On the dimension spectra of infinite iterated function systems

TL;DR

This paper explores the properties of dimension spectra in conformal iterated function systems, providing new constructions that challenge existing assumptions and raise questions about their topological and metric characteristics.

Contribution

It introduces two novel constructions: a compact perfect set not realizable as a CIFS dimension spectrum, and a similarity IFS with a zero Hausdorff dimension spectrum, addressing open questions.

Findings

A compact perfect set cannot be realized as a CIFS dimension spectrum.

A similarity IFS can have a zero Hausdorff dimension spectrum.

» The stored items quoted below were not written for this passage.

//! User repository for database operations.

use chrono::{DateTime, Utc};
use sqlx::PgPool;

use jademart_core::{Email, UserId};

use super::RepositoryError;
use crate::models::user::User;

/// Repository for customer accounts.
pub struct UserRepository<'a> {
    pool: &'a PgPool,
}

#[derive(sqlx::FromRow)]
struct UserRow {
    id: i32,
    email: String,
    name: String,
    created_at: DateTime<Utc>,
    updated_at: DateTime<Utc>,
}

impl UserRow {
    fn into_user(self) -> Result<User, RepositoryError> {
        let email = Email::parse(&self.email).map_err(|e| {
            RepositoryError::DataCorruption(format!("invalid email in database: {e}"))
        })?;

        Ok(User {
            id: UserId::new(self.id),
            email,
            name: self.name,
            created_at: self.created_at,
            updated_at: self.updated_at,
        })
    }
}

impl<'a> UserRepository<'a> {
    /// Create a new user repository.
    #[must_use]
    pub const fn new(pool: &'a PgPool) -> Self {
        Self { pool }
    }

    /// Get a user by their email address.
    ///
    /// # Errors
    ///
    /// Returns `RepositoryError::Database` if the query fails.
    /// Returns `RepositoryError::DataCorruption` if the email in the database is invalid.
    pub async fn get_by_email(&self, email: &Email) -> Result<Option<User>, RepositoryError> {
        let row = sqlx::query_as::<_, UserRow>(
            r#"
            SELECT id, email, name, created_at, updated_at
            FROM shop."user"
            WHERE email = $1
            "#,
        )
        .bind(email.as_str())
        .fetch_optional(self.pool)
        .await?;

        row.map(UserRow::into_user).transpose()
    }

    /// Get a user by their ID.
    ///
    /// # Errors
    ///
    /// Returns `RepositoryError::Database` if the query fails.
    /// Returns `RepositoryError::DataCorruption` if the email in the database is invalid.
    pub async fn get_by_id(&self, id: UserId) -> Result<Option<User>, RepositoryError> {
        let row = sqlx::query_as::<_, UserRow>(
            r#"
            SELECT id, email, name, created_at, updated_at
            FROM shop."user"
            WHERE id = $1
            "#,
        )
        .bind(id.as_i32())
        .fetch_optional(self.pool)
        .await?;

        row.map(UserRow::into_user).transpose()
    }

    /// Create a new user with email, name, and password hash.
    ///
    /// The user row and password row are inserted in one transaction.
    ///
    /// # Errors
    ///
    /// Returns `RepositoryError::Conflict` if the email already exists.
    /// Returns `RepositoryError::Database` for other database errors.
    pub async fn create_with_password(
        &self,
        email: &Email,
        name: &str,
        password_hash: &str,
    ) -> Result<User, RepositoryError> {
        let mut tx = self.pool.begin().await?;

        let row = sqlx::query_as::<_, UserRow>(
            r#"
            INSERT INTO shop."user" (email, name)
            VALUES ($1, $2)
            RETURNING id, email, name, created_at, updated_at
            "#,
        )
        .bind(email.as_str())
        .bind(name)
        .fetch_one(&mut *tx)
        .await
        .map_err(|e| {
            if let sqlx::Error::Database(ref db_err) = e
                && db_err.is_unique_violation()
            {
                return RepositoryError::Conflict("email already exists".to_owned());
            }
            RepositoryError::Database(e)
        })?;

        let user = row.into_user()?;

        sqlx::query(
            r"
            INSERT INTO shop.user_password (user_id, password_hash)
            VALUES ($1, $2)
            ",
        )
        .bind(user.id.as_i32())
        .bind(password_hash)
        .execute(&mut *tx)
        .await?;

        tx.commit().await?;

        Ok(user)
    }

    /// Get a user and their password hash by email.
    ///
    /// Returns `None` if the user doesn't exist or has no password set.
    ///
    /// # Errors
    ///
    /// Returns `RepositoryError::Database` if the query fails.
    pub async fn get_password_hash(
        &self,
        email: &Email,
    ) -> Result<Option<(User, String)>, RepositoryError> {
        #[derive(sqlx::FromRow)]
        struct Row {
            id: i32,
            email: String,
            name: String,
            created_at: DateTime<Utc>,
            updated_at: DateTime<Utc>,
            password_hash: Option<String>,
        }

        let row = sqlx::query_as::<_, Row>(
            r#"
            SELECT u.id, u.email, u.name, u.created_at, u.updated_at,
                   p.password_hash
            FROM shop."user" u
            LEFT JOIN shop.user_password p ON u.id = p.user_id
            WHERE u.email = $1
            "#,
        )
        .bind(email.as_str())
        .fetch_optional(self.pool)
        .await?;

        let Some(r) = row else {
            return Ok(None);
        };

        let Some(password_hash) = r.password_hash else {
            return Ok(None);
        };

        let user = UserRow {
            id: r.id,
            email: r.email,
            name: r.name,
            created_at: r.created_at,
            updated_at: r.updated_at,
        }
        .into_user()?;

        Ok(Some((user, password_hash)))
    }
}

The results provoke new conjectures about the topological properties of IFS spectra.

Abstract

The dimension spectrum of a conformal iterated function system (CIFS) is the set of all Hausdorff dimensions of its various subsystem limit sets. This brief note provides two constructions -- (i) a compact perfect set that cannot be realized as the dimension spectrum of a CIFS; and (ii) a similarity IFS whose dimension spectrum has zero Hausdorff dimension, and thus is not uniformly perfect -- which resolve questions posed by Chousionis, Leykekhman, and Urba\'nski, and go on provoke fresh conjectures and questions regarding the topological and metric properties of IFS dimension spectra.